« Alors buvons une tasse de thé ! »

C’était le sésame du début des mercredis après-midi quand ma mère invitait sa sœur pour d’interminables dialogues de sourd qui empestaient le tabac. Cachée sous la table du salon, j’assistais avec délice aux joutes dévastatrices de ces deux âmes complices. Je me vautrais sur le tapis, en lévitation, envoutée par la guerre du pouvoir de la parole, entre fâcherie et rabibochage.

Quelquefois, César mon chien se lovait contre moi et son poil duveteux me projetait dans un demi sommeil qui me happait au détour d’un  mot ou d’une phrase. J’essayais d’être attentive, tant bien que mal, pour comprendre l’enjeu de ces élucubrations qui avait la main mise sur ces après- midi programmés.

-Madame Julia n’a pas d’enfant, pourquoi ? A son âge c’est pas normal !

-La boucherie de la rue Sanzo a fermé mardi à 18 h au lieu de 20 h. Qu’est- ce que ça cache ??

-Hier, je suis allée au marché, j’ai vu la mère Hortense bon pied bon œil à 90 ans. La canne en goguette, elle te fait le tour des stands en deux temps trois mouvements…

Tout ce charabia me berçait. J’avais la chance de participer à la vie du quartier. Toutes ces personnes étrangères me semblaient si familières grâce à mes deux commères préférées. J’étais si friande de ces épisodes que je les caressais dans le sens du poil pour prolonger ces révélations apocalyptiques de ce monde d’adulte.

Mon père, quand il sortait le nez de ses bouquins, détestait ces longues séances de dénigrements ou flatteries, selon les situations et les personnages. Il s’esquivait en catimini ne voulant pas prendre parti. Mais il ressentait néanmoins de la joie de voir la complicité et l’amour de ces deux femmes qui ne voyaient pas plus loin que le bout de leur nez.
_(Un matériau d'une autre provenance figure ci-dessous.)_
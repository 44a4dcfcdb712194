use std::time::Duration;
use crate::constants::*;

/// Auto-play behavior. `rich` and `simple` are the two shipped presets.
#[derive(Debug, Clone, Copy, PartialEq, Eq)]
pub struct AutoPlayPolicy {
    pub tick_interval: Duration,
    pub suppress_on_manual_nav: bool,
    pub cooldown: Duration,
    pub scale_transition: bool,
}

impl AutoPlayPolicy {
    /// 2s ticks; manual navigation pauses auto-play for the cooldown.
    pub fn rich() -> Self {
        Self {
            tick_interval: Duration::from_millis(RICH_TICK_MS),
            suppress_on_manual_nav: true,
            cooldown: Duration::from_millis(COOLDOWN_MS),
            scale_transition: true,
        }
    }

    /// 4s ticks; manual navigation and auto-play never interact.
    pub fn simple() -> Self {
        Self {
            tick_interval: Duration::from_millis(SIMPLE_TICK_MS),
            suppress_on_manual_nav: false,
            cooldown: Duration::ZERO,
            scale_transition: false,
        }
    }

    pub fn with_tick_interval(mut self, interval: Duration) -> Self {
        self.tick_interval = interval;
        self
    }

    pub fn with_cooldown(mut self, cooldown: Duration) -> Self {
        self.cooldown = cooldown;
        self
    }

    pub fn name(&self) -> &'static str {
        if self.suppress_on_manual_nav { "rich" } else { "simple" }
    }
}

impl Default for AutoPlayPolicy {
    fn default() -> Self {
        Self::rich()
    }
}
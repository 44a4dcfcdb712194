use std::io::Write;
use std::path::Path;
use std::process::{Child, ChildStdin, Command, Stdio};
use raylib::prelude::*;
use tracing::{info, warn};
use crate::error::CaptureError;

/// Pipes raw RGBA frames into an ffmpeg child that encodes them to H.264.
pub struct Ffmpeg {
    process: Child,
    stdin: Option<ChildStdin>,
    frames: u64,
}

impl Ffmpeg {
    pub fn spawn(width: i32, height: i32, fps: u32, output: &Path) -> Result<Ffmpeg, CaptureError> {
        let mut process = Command::new("ffmpeg")
            .stdin(Stdio::piped())
            .args(["-loglevel", "error"])
            .arg("-y")
            .args(["-f", "rawvideo"])
            .args(["-pixel_format", "rgba"])
            .args(["-video_size", &format!("{}x{}", width, height)])
            .args(["-framerate", &format!("{}", fps)])
            .args(["-i", "-"])
            .args(["-c:v", "libx264"])
            .args(["-pix_fmt", "yuv420p"])
            .arg(output)
            .spawn()
            .map_err(CaptureError::Spawn)?;
        let stdin = process.stdin.take().ok_or(CaptureError::NoStdin)?;
        info!(output = ?output, width, height, fps, "recording started");
        Ok(Ffmpeg { process, stdin: Some(stdin), frames: 0 })
    }

    pub fn write(&mut self, image: &Image) -> Result<(), CaptureError> {
        let stdin = self.stdin.as_mut().ok_or(CaptureError::NoStdin)?;
        let width = image.width() as usize;
        let height = image.height() as usize;
        let row_len = width * 4; // RGBA

        // SAFETY: a framebuffer readback is an uncompressed RGBA8 buffer of
        // exactly width * height * 4 bytes, alive for the borrow of `image`.
        let pixels = unsafe {
            std::slice::from_raw_parts(image.data() as *const u8, row_len * height)
        };

        // Render textures come back bottom-up, ffmpeg expects top-down
        for row in pixels.chunks_exact(row_len).rev() {
            stdin.write_all(row).map_err(CaptureError::Write)?;
        }
        self.frames += 1;
        Ok(())
    }
}

impl Drop for Ffmpeg {
    fn drop(&mut self) {
        // Closing stdin lets ffmpeg finish the file
        self.stdin = None;
        match self.process.wait() {
            Ok(status) if status.success() => info!(frames = self.frames, "recording finished"),
            Ok(status) => warn!(%status, "ffmpeg exited with an error"),
            Err(e) => warn!(error = %e, "failed to wait for ffmpeg"),
        }
    }
}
Leur vie était simple, articulée entre les ragots de la vie des humains à défaut de celles des plantes qui n’intéressent personne.

Mon père, cet être délicieux que je portais aux nues, n’avait aucune idée de l’inconsistance de ma vie face aux extraordinaires journées de cette horde de personnages à la fois réels et féériques. Il faut dire que je n’avais que 8 ans !!!!!

Le tapis du salon s’envolait vers les maisons de ces êtres à la fois si poétiques et si terre à terre, ruisselant de banalité. Etaient-ils beaux ? Etaient-ils laids ? Mais le bon sens veut que la laideur à ceci de supérieur à la beauté, elle dure. Affaire de subjectivité… 

Le tricot de mes pensées se détricote, j’erre dans le labyrinthe gourmand de mon goûter. J’ai gardé une grande tendresse pour les croissants : lune onctueuse et sucrée qui plane au-dessus de mes mercredis après-midi. C’était la récré de mon enfance : mes deux mères « tartine » et mon père tendresse me ficelle de nostalgie. Je suis comme une momie, prise dans les filets de mon passé mais refusant l’immobilité d’un incinéré qui ne peut pas se retourner dans sa tombe.

Et dans l’espace feutré de ce salon, un mot s’est échappé de ma bouche comme une petite bulle : amour. La beauté inspire l’amour. L’esprit, l’admiration et une belle âme l’anime : le résumé de ces trois personnes indispensables à mon bonheur.

J’envoie le reste à tous les diables, je suis la somme de ces innombrables mercredis après-midi. Je suis comme un marchand qui ouvre sa bourse et qui attend une contre- partie. J’ai joué mon rôle de main de maître. J’ai absorbé la vie et j’ai rendu l’avenir.

Le silence s’est échappé de ma bouche en cœur. Mon enfance a été heureuse.